Le discours du 2 mars prochain à l’Île Longue sera présenté comme une simple actualisation de notre doctrine. En réalité, il pourrait bien être l’acte de décès de notre indépendance stratégique.

Les leçons de l’histoire définitivement oubliées

Il est frappant de voir avec quelle légèreté nos dirigeants traitent l’héritage de ceux qui ont construit notre dissuasion. Soixante ans d’efforts, des milliards d’euros investis, des générations d’ingénieurs et de militaires formés pour garantir cette autonomie stratégique. Tout cela serait-il sacrifiable sur l’autel d’une « Europe puissance » dont personne ne sait exactement ce qu’elle recouvre ?

L’histoire devrait pourtant nous rendre prudents. En 1954, la France a vu la Communauté européenne de défense (CED) mourir sous les coups de l’Assemblée nationale, justement parce qu’elle impliquait un abandon de souveraineté militaire inacceptable. Aujourd’hui, on nous ressert le même plat, réchauffé et présenté sous un emballage plus attrayant. Mais la substance est la même : il s’agit toujours de faire accepter aux Français que leur sécurité dépende désormais de décisions collectives où leur voix ne pèsera guère plus que celle de Malte ou du Luxembourg.

Conclusion : le 2 mars, jour de vérité ou jour de trahison ?

Le 2 mars 2026, depuis l’Île Longue, Emmanuel Macron parlera.

Il présentera sans doute son projet comme une modernisation, une adaptation, une nécessité européenne. Il nous dira que la France reste souveraine, que la décision finale lui appartient toujours. Il nous vendra du vent.

Mais nous ne sommes pas dupes. Nous savons que des discussions confidentielles sont en cours avec l’Allemagne, la Pologne, la Suède. Nous savons que des rapports d’experts envisagent déjà une dissuasion européenne commune. Nous savons que l’argent allemand cherche à acheter ce que soixante ans d’indépendance nous ont coûté à construire.
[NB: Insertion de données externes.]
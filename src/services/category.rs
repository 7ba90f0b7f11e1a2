//! Category service
//!
//! Business logic for the category tree:
//! - admin form cleaning (required title, slug prepopulated from the title
//!   and unique, parent that is neither the category nor one of its
//!   descendants)
//! - tree paths and public URLs
//! - public listing with published entry counts

use crate::db::repositories::{CategoryFilter, CategoryRepository, EntryFilter, EntryRepository};
use crate::models::{category_url, Category, TreeChoice};
use crate::services::forms::{FormData, FormErrors};
use anyhow::Context;
use serde::Serialize;
use std::collections::HashMap;
use std::sync::Arc;

/// Error code and message when a category is chosen as its own parent
pub const SELF_PARENTING: (&str, &str) = ("self_parenting", "A category cannot be parent of itself.");

/// Error code and message when a category is moved below one of its descendants
pub const INVALID_MOVE: (&str, &str) = (
    "invalid_move",
    "A node may not be made a child of any of its descendants.",
);

/// Error types for category service operations
#[derive(Debug, thiserror::Error)]
pub enum CategoryServiceError {
    /// Category not found
    #[error("Category not found: {0}")]
    NotFound(String),

    /// The submitted form did not validate
    #[error("Invalid category: {0}")]
    Invalid(FormErrors),

    /// Internal error
    #[error("Internal error: {0}")]
    InternalError(#[from] anyhow::Error),
}

/// Fields of the category admin form
#[derive(Debug, Clone, Default, PartialEq, Eq, Serialize)]
pub struct CategoryForm {
    pub title: String,
    pub parent: String,
    pub description: String,
    pub slug: String,
}

impl CategoryForm {
    pub fn from_data(data: &FormData) -> Self {
        Self {
            title: data.text("title"),
            parent: data.text("parent"),
            description: data.text("description"),
            slug: data.text("slug"),
        }
    }

    /// Initial values when editing an existing category
    pub fn from_category(category: &Category) -> Self {
        Self {
            title: category.title.clone(),
            parent: category.parent_id.map(|id| id.to_string()).unwrap_or_default(),
            description: category.description.clone(),
            slug: category.slug.clone(),
        }
    }
}

/// A category with what the public list and the admin list display
#[derive(Debug, Clone, Serialize)]
pub struct CategoryListItem {
    #[serde(flatten)]
    pub category: Category,
    pub tree_path: String,
    pub url: String,
    pub entry_count: i64,
}

/// Category service for managing the category tree
pub struct CategoryService {
    repo: Arc<dyn CategoryRepository>,
    entries: Arc<dyn EntryRepository>,
}

impl CategoryService {
    pub fn new(repo: Arc<dyn CategoryRepository>, entries: Arc<dyn EntryRepository>) -> Self {
        Self { repo, entries }
    }

    pub async fn get_by_id(&self, id: i64) -> Result<Option<Category>, CategoryServiceError> {
        Ok(self.repo.get_by_id(id).await.context("Failed to get category by ID")?)
    }

    /// Resolve a `/categories/{path}/` URL by its last non-empty segment
    pub async fn get_by_tree_path(&self, path: &str) -> Result<Category, CategoryServiceError> {
        let slug = path
            .split('/')
            .filter(|segment| !segment.is_empty())
            .last()
            .ok_or_else(|| CategoryServiceError::NotFound(path.to_string()))?;

        self.repo
            .get_by_slug(slug)
            .await
            .context("Failed to get category by slug")?
            .ok_or_else(|| CategoryServiceError::NotFound(path.to_string()))
    }

    /// Ancestor slugs, root first, followed by the category's own slug
    pub async fn tree_path(&self, category: &Category) -> Result<String, CategoryServiceError> {
        let ancestors = self
            .repo
            .get_ancestors(category)
            .await
            .context("Failed to get category ancestors")?;
        Ok(category.tree_path(&ancestors))
    }

    pub async fn absolute_url(&self, category: &Category) -> Result<String, CategoryServiceError> {
        Ok(category_url(&self.tree_path(category).await?))
    }

    /// Every category in tree order, with the number of entries `filter` sees in it
    pub async fn list_with_counts(
        &self,
        filter: &EntryFilter,
    ) -> Result<Vec<CategoryListItem>, CategoryServiceError> {
        let categories = self.repo.list().await.context("Failed to list categories")?;
        let counts = self
            .entries
            .count_by_category(filter)
            .await
            .context("Failed to count entries per category")?;
        Ok(list_items(&categories, &categories, &counts))
    }

    /// Admin changelist: matching categories with their tree paths
    pub async fn search(
        &self,
        filter: &CategoryFilter,
    ) -> Result<Vec<CategoryListItem>, CategoryServiceError> {
        let all = self.repo.list().await.context("Failed to list categories")?;
        let matching = self.repo.search(filter).await.context("Failed to search categories")?;
        let counts = self
            .entries
            .count_by_category(&EntryFilter::default())
            .await
            .context("Failed to count entries per category")?;
        Ok(list_items(&matching, &all, &counts))
    }

    /// Options of the parent select box, in tree order
    pub async fn parent_choices(&self) -> Result<Vec<TreeChoice>, CategoryServiceError> {
        let categories = self.repo.list().await.context("Failed to list categories")?;
        Ok(categories.iter().map(TreeChoice::from_category).collect())
    }

    /// Validate a submitted form against the current tree.
    ///
    /// `instance` is the category being edited, `None` when adding one.
    pub async fn clean(
        &self,
        form: &CategoryForm,
        instance: Option<&Category>,
    ) -> Result<Category, CategoryServiceError> {
        let mut errors = FormErrors::new();

        let title = form.title.trim().to_string();
        if title.is_empty() {
            errors.required("title");
        } else if title.chars().count() > 255 {
            errors.add("title", "max_length", "Ensure this value has at most 255 characters.");
        }

        let slug = if form.slug.trim().is_empty() {
            generate_slug(&title)
        } else {
            form.slug.trim().to_string()
        };
        if slug.is_empty() {
            if !title.is_empty() {
                errors.required("slug");
            }
        } else if !is_valid_slug(&slug) {
            errors.add(
                "slug",
                "invalid",
                "Enter a valid slug consisting of letters, numbers, underscores or hyphens.",
            );
        } else if self
            .repo
            .exists_by_slug(&slug, instance.map(|c| c.id))
            .await
            .context("Failed to check slug uniqueness")?
        {
            errors.add("slug", "unique", "Category with this Slug already exists.");
        }

        let mut parent_id = None;
        let requested_parent = match form.parent.trim() {
            "" => None,
            // ids are positive, so 0 reports an unparsable choice as unknown
            raw => raw.parse::<i64>().ok().or(Some(0)),
        };
        if let Some(id) = requested_parent {
            match self.repo.get_by_id(id).await.context("Failed to get parent category")? {
                None => errors.add(
                    "parent",
                    "invalid_choice",
                    "Select a valid choice. That choice is not one of the available choices.",
                ),
                Some(parent) => {
                    if let Some(current) = instance {
                        if parent.id == current.id {
                            errors.add("parent", SELF_PARENTING.0, SELF_PARENTING.1);
                        } else if current.is_ancestor_of(&parent) {
                            errors.add("parent", INVALID_MOVE.0, INVALID_MOVE.1);
                        }
                    }
                    parent_id = Some(parent.id);
                }
            }
        }

        if !errors.is_empty() {
            return Err(CategoryServiceError::Invalid(errors));
        }

        let mut category = match instance {
            Some(existing) => existing.clone(),
            None => Category::new(String::new(), String::new(), String::new(), None),
        };
        category.title = title;
        category.slug = slug;
        category.description = form.description.trim().to_string();
        category.parent_id = parent_id;
        Ok(category)
    }

    pub async fn create(&self, form: &CategoryForm) -> Result<Category, CategoryServiceError> {
        let category = self.clean(form, None).await?;
        let created = self.repo.create(&category).await.context("Failed to create category")?;
        tracing::info!("Created category '{}' ({})", created.title, created.id);
        Ok(created)
    }

    pub async fn update(&self, id: i64, form: &CategoryForm) -> Result<Category, CategoryServiceError> {
        let existing = self
            .get_by_id(id)
            .await?
            .ok_or_else(|| CategoryServiceError::NotFound(id.to_string()))?;
        let category = self.clean(form, Some(&existing)).await?;
        let updated = self.repo.update(&category).await.context("Failed to update category")?;
        tracing::info!("Updated category '{}' ({})", updated.title, updated.id);
        Ok(updated)
    }

    /// Delete a category; its children become roots
    pub async fn delete(&self, id: i64) -> Result<(), CategoryServiceError> {
        if self.get_by_id(id).await?.is_none() {
            return Err(CategoryServiceError::NotFound(id.to_string()));
        }
        self.repo.delete(id).await.context("Failed to delete category")?;
        tracing::info!("Deleted category {}", id);
        Ok(())
    }
}

/// Tree paths of `categories`, resolved against the full list `all`
pub fn tree_paths(all: &[Category]) -> HashMap<i64, String> {
    let by_id: HashMap<i64, &Category> = all.iter().map(|c| (c.id, c)).collect();
    let mut paths = HashMap::with_capacity(all.len());

    for category in all {
        let mut slugs = vec![category.slug.as_str()];
        let mut seen = vec![category.id];
        let mut parent = category.parent_id;
        while let Some(parent_id) = parent {
            let Some(node) = by_id.get(&parent_id) else { break };
            if seen.contains(&node.id) {
                break;
            }
            seen.push(node.id);
            slugs.push(node.slug.as_str());
            parent = node.parent_id;
        }
        slugs.reverse();
        paths.insert(category.id, slugs.join("/"));
    }
    paths
}

fn list_items(
    categories: &[Category],
    all: &[Category],
    counts: &HashMap<i64, i64>,
) -> Vec<CategoryListItem> {
    let paths = tree_paths(all);
    categories
        .iter()
        .map(|category| {
            let tree_path = paths
                .get(&category.id)
                .cloned()
                .unwrap_or_else(|| category.slug.clone());
            CategoryListItem {
                url: category_url(&tree_path),
                tree_path,
                entry_count: counts.get(&category.id).copied().unwrap_or(0),
                category: category.clone(),
            }
        })
        .collect()
}

/// Letters, digits, underscores and hyphens only
pub fn is_valid_slug(slug: &str) -> bool {
    !slug.is_empty()
        && slug
            .chars()
            .all(|c| c.is_alphanumeric() || c == '-' || c == '_')
}

/// Generate a URL-friendly slug from a title.
///
/// Lowercases ASCII, keeps non-ASCII letters, turns everything else into
/// single hyphens.
pub fn generate_slug(title: &str) -> String {
    let slug: String = title
        .to_lowercase()
        .chars()
        .map(|c| {
            if c.is_ascii_alphanumeric() || (!c.is_ascii() && c.is_alphanumeric()) {
                c
            } else if c == '_' {
                '_'
            } else {
                '-'
            }
        })
        .collect();

    let mut result = String::new();
    let mut prev_hyphen = false;
    for c in slug.chars() {
        if c == '-' {
            if !prev_hyphen && !result.is_empty() {
                result.push(c);
                prev_hyphen = true;
            }
        } else {
            result.push(c);
            prev_hyphen = false;
        }
    }

    result.trim_end_matches('-').to_string()
}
Ce qui se joue aujourd’hui n’est pas un énième débat technocratique entre spécialistes de la défense. C’est un choix de civilisation. C’est le choix entre une France qui reste maîtresse de son destin, capable de dire non, capable d’agir seule quand ses intérêts l’exigent, et une France noyée dans un ensemble supranational, soumise aux intérêts contradictoires de 26 autres États, dépouillée de ses derniers attributs de puissance.

Le partage de la dissuasion nucléaire et l’abandon de notre siège à l’ONU sont les deux faces d’une même médaille : la dilution programmée de la France dans une Europe fédérale. Ce projet, qui n’a jamais été soumis aux Français, qui n’a jamais fait l’objet d’un débat démocratique, est en train d’être imposé par petits bouts, par annonces successives, par discussions confidentielles.

Il est temps de dire stop. Il est temps de rappeler que la dissuasion nucléaire française n’est pas négociable. Il est temps de répéter que notre siège à l’ONU est un bien national inaliénable. Il est temps d’exiger un référendum sur toute modification substantielle de notre doctrine stratégique.

Ceux qui dénoncent cette trahison nationale ne font pas de la politique politicienne. Ils défendent l’intérêt vital de la France. Ils sont dans la lignée de ceux qui, depuis des décennies, ont préservé notre indépendance contre vents et marées.

Emmanuel Macron, avec son européanisme béat et son mépris pour les souverainetés nationales, est en train de commettre une faute historique. Les Français jugeront. Mais quand ils jugeront, il pourrait être trop tard.

La dissuasion, une fois partagée, ne se reconstitue pas. Le siège à l’ONU, une fois cédé, ne se récupère pas.

Il est encore temps de faire reculer ce projet funeste. Il est encore temps d’exiger du président de la République qu’il renonce clairement, publiquement, définitivement, à toute idée de partage de notre souveraineté nucléaire et diplomatique.

Le 2 mars, nous saurons. Le 2 mars, nous jugerons. Et le 2 mars, si la trahison est confirmée, nous nous souviendrons que c’est à l’Île Longue, là où dorment nos sous-marins nucléaires, qu’on aura enterré la France gaullienne.

Français, ne laissons pas brader l’héritage de nos pères. Notre dissuasion est française, notre siège à l’ONU est français, notre souveraineté n’est pas à vendre.